Now we have to remember (or re-derive, but this post is getting too long as it is) the sin and cos of the sum of angles formulas. They are, probably not surprisingly:

\begin{align*} cos(\theta + \phi) &= cos(\theta) cos(\phi) - sin(\theta) sin(\phi)\\ sin(\theta + \phi) &= cos(\theta) sin(\phi) + cos(\phi) sin(\theta)\\ \end{align*}

And thus, we can rewrite the product of two complex numbers that represent rotations as:

$cos(\theta + \phi) + sin(\theta + \phi) \mathbf{e_1 e_2}$

And indeed, the product of two complex numbers that represent rotations, is itself a rotation, one that is the sum of the two independent rotations.

## Exponential Map

The exponential map is a special function that is its own derivative. It is fascinating, and I recommend reading more about it. Here I'm just going to quickly show one fantastic result. I'll need to use the words Taylor Series and infinity, but I'm not going to justify them much. It can be thought of as an infinite sum of terms, or as the exponentiation $$e^x$$.

$exp(x) = e^x = \sum_{k=0}^{\infty} \frac{x^k}{k!}$

This function is valid for all complex numbers, but we will limit the input to just the imaginary numbers (the imaginary portion of a complex number). To make the notation a little simpler I'll use $$i$$ instead of $$\mathbf{e_1 e_2}$$. I'll show that by doing this we effectively map an infinite line to the circle of radius one centered at the origin of the complex plane. Points on the line can be thought of as representing angles in radians. And every time we move $$2 \pi$$ along the line we make one full loop around the circle. So, there are many points on the line that map to the same point on the circle. These all represent the same rotation.

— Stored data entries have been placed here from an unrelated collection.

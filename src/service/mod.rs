pub mod records;
pub mod statistics;
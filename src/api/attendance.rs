use crate::{
    api::MessageResponse,
    error::AppError,
    model::attendance::{Attendance, AttendanceEntry, AttendanceFields},
    service::records::RecordService,
    utils::validation::PageRequest,
};
use actix_web::{HttpResponse, web};
use serde::{Deserialize, Serialize};
use utoipa::{IntoParams, ToSchema};

#[derive(Deserialize, IntoParams)]
#[into_params(parameter_in = Query)]
pub struct PageQuery {
    /// Page number, starting at 1 (default 1)
    pub page: Option<String>,
    /// Records per page (default 10)
    pub page_size: Option<String>,
}

#[derive(Serialize, Deserialize, ToSchema)]
pub struct AttendanceEnvelope {
    pub attendance: Attendance,
}

#[derive(Serialize, Deserialize, ToSchema)]
pub struct AttendancePageEnvelope {
    pub attendance_records: Vec<AttendanceEntry>,
    #[schema(example = 42)]
    pub total_count: i64,
}

/// Paginated attendance for one employee, most recent first
#[utoipa::path(
    get,
    path = "/attendance/{employee_id}/",
    params(
        ("employee_id" = u64, Path, description = "Employee ID"),
        PageQuery
    ),
    responses(
        (status = 200, description = "One page of attendance records", body = AttendancePageEnvelope),
        (status = 400, description = "page or page_size is not a positive integer", body = crate::api::ErrorBody)
    ),
    tag = "Attendance"
)]
pub async fn list_attendance(
    records: web::Data<RecordService>,
    path: web::Path<u64>,
    query: web::Query<PageQuery>,
) -> Result<HttpResponse, AppError> {
    let page = PageRequest::parse(query.page.as_deref(), query.page_size.as_deref())?;
    let result = records
        .list_attendance_for_employee(path.into_inner(), page)
        .await?;

    Ok(HttpResponse::Ok().json(AttendancePageEnvelope {
        attendance_records: result.records,
        total_count: result.total_count,
    }))
}

#[utoipa::path(
    post,
    path = "/attendance/{employee_id}/",
    params(
        ("employee_id" = u64, Path, description = "Employee ID")
    ),
    request_body = AttendanceFields,
    responses(
        (status = 201, description = "Attendance recorded", body = AttendanceEnvelope),
        (status = 400, description = "Missing date/status or malformed date", body = crate::api::ErrorBody),
        (status = 404, description = "Employee not found", body = crate::api::ErrorBody)
    ),
    tag = "Attendance"
)]
pub async fn create_attendance(
    records: web::Data<RecordService>,
    path: web::Path<u64>,
    payload: web::Json<AttendanceFields>,
) -> Result<HttpResponse, AppError> {
    let attendance = records
        .create_attendance(path.into_inner(), payload.into_inner())
        .await?;
    Ok(HttpResponse::Created().json(AttendanceEnvelope { attendance }))
}

#[utoipa::path(
    get,
    path = "/attendance/detail/{id}/",
    params(
        ("id" = u64, Path, description = "Attendance record ID")
    ),
    responses(
        (status = 200, description = "Attendance record", body = AttendanceEnvelope),
        (status = 404, description = "Attendance record not found", body = crate::api::ErrorBody)
    ),
    tag = "Attendance"
)]
pub async fn get_attendance(
    records: web::Data<RecordService>,
    path: web::Path<u64>,
) -> Result<HttpResponse, AppError> {
    let attendance = records.get_attendance(path.into_inner()).await?;
    Ok(HttpResponse::Ok().json(AttendanceEnvelope { attendance }))
}

/// Flip present/absent
#[utoipa::path(
    put,
    path = "/attendance/update/{id}/",
    params(
        ("id" = u64, Path, description = "Attendance record ID")
    ),
    responses(
        (status = 200, description = "Status toggled", body = AttendanceEnvelope),
        (status = 404, description = "Attendance record not found", body = crate::api::ErrorBody)
    ),
    tag = "Attendance"
)]
pub async fn toggle_attendance(
    records: web::Data<RecordService>,
    path: web::Path<u64>,
) -> Result<HttpResponse, AppError> {
    let attendance = records.toggle_attendance_status(path.into_inner()).await?;
    Ok(HttpResponse::Ok().json(AttendanceEnvelope { attendance }))
}

#[utoipa::path(
    delete,
    path = "/attendance/delete/{id}/",
    params(
        ("id" = u64, Path, description = "Attendance record ID")
    ),
    responses(
        (status = 200, description = "Attendance record deleted", body = MessageResponse),
        (status = 404, description = "Attendance record not found", body = crate::api::ErrorBody)
    ),
    tag = "Attendance"
)]
pub async fn delete_attendance(
    records: web::Data<RecordService>,
    path: web::Path<u64>,
) -> Result<HttpResponse, AppError> {
    records.delete_attendance(path.into_inner()).await?;
    Ok(HttpResponse::Ok().json(MessageResponse::new(
        "Attendance record deleted successfully",
    )))
}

$exp(x i) = e^{x i} = \sum_{k=0}^{\infty} \frac{(x i)^k}{k!}$

First, let's look at the $$(x i)^k$$ term. The first few terms in the infinite sum and the generalization for an arbitrary value of $$k$$ are:

\begin{align*} (x i)^0 &= x^0 = 1\\ (x i)^1 &= x^1 i = x i\\ (x i)^2 &= x^2 i i = -1 x^2\\ (x i)^3 &= x^3 i i i = -1 x^3 i\\ &\vdots\\ (x i)^k &= x^k i^k = \begin{cases} -1^{\frac{k}{2}} x^k & k\;\text{is even} \\[1ex] -1^{\frac{k-1}{2}} x^k i & k\;\text{is odd} \end{cases}\\ \end{align*}

If we group all of the even and all of the odd terms together we get:

$e^{x i} = \sum_{k=0,2,4...}^{\infty} \frac{-1^{\frac{k}{2}} x^k}{k!} + \sum_{k=1,3,5...}^{\infty} \frac{-1^{\frac{k-1}{2}} x^k}{k!}i$

We can turn the sums back into simple sums from zero to infinity by transforming $$k$$ in each of them. In the first one we can replace $$k$$ with $$2k$$, and in the second we can replace $$k$$ with $$2k+1$$. The result is:

$e^{x i} = \sum_{k=0}^{\infty} \frac{-1^k x^{2k}}{(2k)!} + \sum_{k=0}^{\infty} \frac{-1^k x^{2k+1}}{(2k+1)!}i$

It turns out that the first sum is actually the Taylor series expansion for $$cos(x)$$ and the second sum is the Taylor series expansion for $$sin(x)$$. So this can be rewritten as:

$e^{x i} = cos(x) + sin(x) i$

This beautiful result is known as Euler's formula.